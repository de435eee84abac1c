//! Learned test cases, reused as context for later generations.
//!
//! - [`KnowledgeStore`] - backend interface consumed by the engine and the
//!   context provider
//! - [`FileKnowledgeStore`] - one JSON file per learned case
//!
//! # Layout
//!
//! ```text
//! .casegen/knowledge/
//!   entries/
//!     kn_<fingerprint>.json
//! ```

mod error;
mod file;

pub use error::KnowledgeError;
pub use file::FileKnowledgeStore;

use async_trait::async_trait;
use chrono::{DateTime, Utc};
use serde::{Deserialize, Serialize};
use sha2::{Digest, Sha256};
use std::collections::BTreeSet;

use crate::model::TestCase;

/// A stored test case with its usage record.
#[derive(Debug, Clone, PartialEq, Serialize, Deserialize)]
pub struct KnowledgeEntry {
    pub id: String,
    /// SHA-256 of the normalized title and steps.
    pub fingerprint: String,
    pub test_case: TestCase,
    #[serde(default, skip_serializing_if = "Option::is_none")]
    pub entity_type: Option<String>,
    #[serde(default)]
    pub feedback: Vec<String>,
    #[serde(default)]
    pub usage_count: u32,
    pub created_at: DateTime<Utc>,
    #[serde(default, skip_serializing_if = "Option::is_none")]
    pub last_used_at: Option<DateTime<Utc>>,
}

impl KnowledgeEntry {
    pub fn new(test_case: TestCase, feedback: Option<&str>) -> Self {
        let fingerprint = fingerprint(&test_case);
        Self {
            id: format!("kn_{}", &fingerprint[..16]),
            entity_type: test_case.entity_type().map(str::to_string),
            fingerprint,
            test_case,
            feedback: feedback.map(|f| vec![f.to_string()]).unwrap_or_default(),
            usage_count: 0,
            created_at: Utc::now(),
            last_used_at: None,
        }
    }
}

/// A stored entry scored against a query.
#[derive(Debug, Clone, PartialEq, Serialize)]
pub struct KnowledgeMatch {
    pub entry: KnowledgeEntry,
    /// Token overlap in 0.0..=1.0.
    pub score: f64,
}

/// Backend for learned test cases.
#[async_trait]
pub trait KnowledgeStore: Send + Sync {
    /// Entries most similar to `query`, best first, optionally limited to
    /// one entity type.
    async fn find_similar(
        &self,
        query: &str,
        entity_type: Option<&str>,
        limit: usize,
    ) -> Result<Vec<KnowledgeMatch>, KnowledgeError>;

    /// Stores a test case and returns its entry id. Storing the same case
    /// twice returns the existing id.
    async fn store(
        &self,
        test_case: &TestCase,
        feedback: Option<&str>,
    ) -> Result<String, KnowledgeError>;

    /// Records that an entry was used as generation context.
    async fn update_usage(&self, id: &str) -> Result<(), KnowledgeError>;
}

/// Hex SHA-256 of a case's lower-cased title and step texts.
pub fn fingerprint(test_case: &TestCase) -> String {
    let mut hasher = Sha256::new();
    hasher.update(test_case.title.trim().to_lowercase().as_bytes());
    for step in &test_case.steps {
        hasher.update(b"\n");
        hasher.update(step.action.trim().to_lowercase().as_bytes());
        hasher.update(b"\x1f");
        hasher.update(step.expected_result.trim().to_lowercase().as_bytes());
    }
    hex::encode(hasher.finalize())
}

/// Jaccard similarity of the word sets of two texts.
pub fn similarity(a: &str, b: &str) -> f64 {
    let left = tokens(a);
    let right = tokens(b);
    if left.is_empty() || right.is_empty() {
        return 0.0;
    }

    let shared = left.intersection(&right).count();
    let union = left.union(&right).count();
    shared as f64 / union as f64
}

fn tokens(text: &str) -> BTreeSet<String> {
    text.split(|c: char| !c.is_alphanumeric())
        .filter(|t| t.len() > 1)
        .map(str::to_lowercase)
        .collect()
}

● ● ● ● ●

Try it » Would you copy every line of the entries that includes the word "Deserialize"?

Written solution »
use serde::{Deserialize, Serialize};
#[derive(Debug, Clone, PartialEq, Serialize, Deserialize)]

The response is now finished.